- _Work order_
Locate the string "inverted" in the records below. Copy every line where it occurs.

Items listed in a dataset:

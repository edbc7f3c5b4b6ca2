//! Affine transformation matrix.
//!
//! Node transforms, the curve placement matrices and the software
//! backend's quad mapping all use this one type.

use crate::basics::{Point, Pt};

/// Epsilon for matrix comparisons.
pub const AFFINE_EPSILON: Pt = 1e-6;

/// 2D affine transformation matrix.
///
/// Stores six components `[sx, shy, shx, sy, tx, ty]` representing
///
/// ```text
///   | sx  shx tx |
///   | shy  sy ty |
///   |  0    0  1 |
/// ```
///
/// Transform: `x' = x*sx + y*shx + tx`, `y' = x*shy + y*sy + ty`.
#[derive(Debug, Clone, Copy)]
pub struct Affine {
    pub sx: Pt,
    pub shy: Pt,
    pub shx: Pt,
    pub sy: Pt,
    pub tx: Pt,
    pub ty: Pt,
}

impl Affine {
    // ====================================================================
    // Construction
    // ====================================================================

    pub const IDENTITY: Affine = Affine::new(1.0, 0.0, 0.0, 1.0, 0.0, 0.0);

    pub const fn new(sx: Pt, shy: Pt, shx: Pt, sy: Pt, tx: Pt, ty: Pt) -> Self {
        Self {
            sx,
            shy,
            shx,
            sy,
            tx,
            ty,
        }
    }

    pub fn identity() -> Self {
        Self::IDENTITY
    }

    pub fn new_scaling(x: Pt, y: Pt) -> Self {
        Self::new(x, 0.0, 0.0, y, 0.0, 0.0)
    }

    pub fn new_translation(x: Pt, y: Pt) -> Self {
        Self::new(1.0, 0.0, 0.0, 1.0, x, y)
    }

    /// Rotation by `a` radians.
    pub fn new_rotation(a: Pt) -> Self {
        let (sa, ca) = a.sin_cos();
        Self::new(ca, sa, -sa, ca, 0.0, 0.0)
    }

    /// Map the unit square onto the rectangle at `(x, y)` of size `w` x `h`.
    pub fn new_unit_to_rect(x: Pt, y: Pt, w: Pt, h: Pt) -> Self {
        Self::new(w, 0.0, 0.0, h, x, y)
    }

    // ====================================================================
    // Operations (mutate self)
    // ====================================================================

    pub fn translate(&mut self, x: Pt, y: Pt) -> &mut Self {
        self.tx += x;
        self.ty += y;
        self
    }

    pub fn scale(&mut self, x: Pt, y: Pt) -> &mut Self {
        self.sx *= x;
        self.shx *= x;
        self.tx *= x;
        self.shy *= y;
        self.sy *= y;
        self.ty *= y;
        self
    }

    /// Apply `m` after `self`.
    pub fn multiply(&mut self, m: &Affine) -> &mut Self {
        let t0 = self.sx * m.sx + self.shy * m.shx;
        let t2 = self.shx * m.sx + self.sy * m.shx;
        let t4 = self.tx * m.sx + self.ty * m.shx + m.tx;
        self.shy = self.sx * m.shy + self.shy * m.sy;
        self.sy = self.shx * m.shy + self.sy * m.sy;
        self.ty = self.tx * m.shy + self.ty * m.sy + m.ty;
        self.sx = t0;
        self.shx = t2;
        self.tx = t4;
        self
    }

    /// Apply `m` before `self`. This is how a child's transform composes
    /// with its parent's.
    pub fn premultiply(&mut self, m: &Affine) -> &mut Self {
        let mut t = *m;
        t.multiply(self);
        *self = t;
        self
    }

    /// Invert in place. A singular matrix produces non-finite components;
    /// use [`inverted`](Affine::inverted) to detect that case.
    pub fn invert(&mut self) -> &mut Self {
        let d = self.determinant_reciprocal();
        let t0 = self.sy * d;
        self.sy = self.sx * d;
        self.shy = -self.shy * d;
        self.shx = -self.shx * d;
        let t4 = -self.tx * t0 - self.ty * self.shx;
        self.ty = -self.tx * self.shy - self.ty * self.sy;
        self.sx = t0;
        self.tx = t4;
        self
    }

    /// The inverse, or `None` for a degenerate matrix.
    pub fn inverted(&self) -> Option<Affine> {
        if self.determinant().abs() <= Pt::EPSILON * Pt::EPSILON {
            return None;
        }
        let mut m = *self;
        m.invert();
        Some(m)
    }

    // ====================================================================
    // Transformations
    // ====================================================================

    #[inline]
    pub fn transform_point(&self, p: Point) -> Point {
        Point::new(
            p.x * self.sx + p.y * self.shx + self.tx,
            p.x * self.shy + p.y * self.sy + self.ty,
        )
    }

    // ====================================================================
    // Auxiliary
    // ====================================================================

    #[inline]
    pub fn determinant(&self) -> Pt {
        self.sx * self.sy - self.shy * self.shx
    }

    #[inline]
    pub fn determinant_reciprocal(&self) -> Pt {
        1.0 / (self.sx * self.sy - self.shy * self.shx)
    }
}

impl Default for Affine {
    fn default() -> Self {
        Self::IDENTITY
    }
}

impl PartialEq for Affine {
    fn eq(&self, other: &Self) -> bool {
        let e = AFFINE_EPSILON;
        (self.sx - other.sx).abs() <= e
            && (self.shy - other.shy).abs() <= e
            && (self.shx - other.shx).abs() <= e
            && (self.sy - other.sy).abs() <= e
            && (self.tx - other.tx).abs() <= e
            && (self.ty - other.ty).abs() <= e
    }
}

/// `a * b` applies `a` first, then `b`.
impl std::ops::Mul for Affine {
    type Output = Affine;
    fn mul(self, rhs: Affine) -> Affine {
        let mut result = self;
        result.multiply(&rhs);
        result
    }
}

// ============================================================================
// Tests
// ============================================================================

- _Result below_
    /// use [`inverted`](Affine::inverted) to detect that case.
    pub fn inverted(&self) -> Option<Affine> {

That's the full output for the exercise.